Half of Paradise
Page 23
There were just a few people in his car. He took his suitcase off the rack and went into the men’s room. A gandy-walker was sleeping on the seat by the window. He wore overalls and heavy work shoes and a trainman’s cap. There was a lunch pail by his foot. He had a faded bandanna tucked into the bib of his overalls. He slept with his mouth partly open, and his face was unshaved and sunburned. J.P. opened his suitcase and took out the bottle. He mixed a drink with water in a paper cup. The gandy-walker woke up and went to the basin to wash his face. He sat back down and took a sandwich from his lunchpail and began eating. J.P. asked him if he wanted a drink.
“Yeah buddy,” he said.
He unscrewed the top from his coffee thermos and held it out for J.P. to pour.
“Have a sandwich,” he said.
“No, thanks.”
“Go ahead. My old lady makes up more than I can eat.”
J.P. took the sandwich. It was a piece of cold steak between bread.
The trainman was eating and drinking and talking at the same time.
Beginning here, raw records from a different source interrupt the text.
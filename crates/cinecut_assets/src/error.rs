// SPDX-License-Identifier: MIT OR Apache-2.0
//! Error types for asset loading and caching.

use thiserror::Error;

/// Errors from asset loading, caching and id parsing.
#[derive(Debug, Clone, PartialEq, Eq, Error)]
pub enum AssetError {
    /// The loader reported a failure for this asset.
    #[error("failed to load asset: {0}")]
    LoadFailed(String),

    /// Setting the proxy would create a cycle in the proxy chain.
    #[error("proxy chain cycle through {0}")]
    ProxyCycle(String),

    /// A completion arrived for an asset that already left the loading
    /// state.
    #[error("asset {0} was already completed")]
    DuplicateCompletion(String),

    /// The operation references an asset the cache has never seen.
    #[error("unknown asset {0}")]
    UnknownAsset(String),

    /// The cache entry was invalidated while a request was waiting on it.
    #[error("load was cancelled")]
    Cancelled,

    /// An asset id failed to parse.
    #[error("malformed asset URI: {0}")]
    MalformedUri(String),
}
“You’re the fellow that got on with the guitar I seen you on the platform,” he said. “Go get it and let’s play a tune.”
“It’ll wake up the people in the car.”
“We can go out in the vestibule. It ain’t going to bother nobody.”
“You want another drink?”
He held out the red thermos top while J.P. poured.
“Go get the guitar. I play a little bit myself.”
“All right.” J.P. pushed aside the curtain that hung over the door of the men’s room and went back into the car. The lights were down, and the few people in the car were sleeping. He took the guitar off the rack and unzipped its cloth cover. He put the cover on the seat and went back to the men’s room.
“You don’t mind, do you?” the trainman said. “I’d like to hear some music before I get off at the next town.”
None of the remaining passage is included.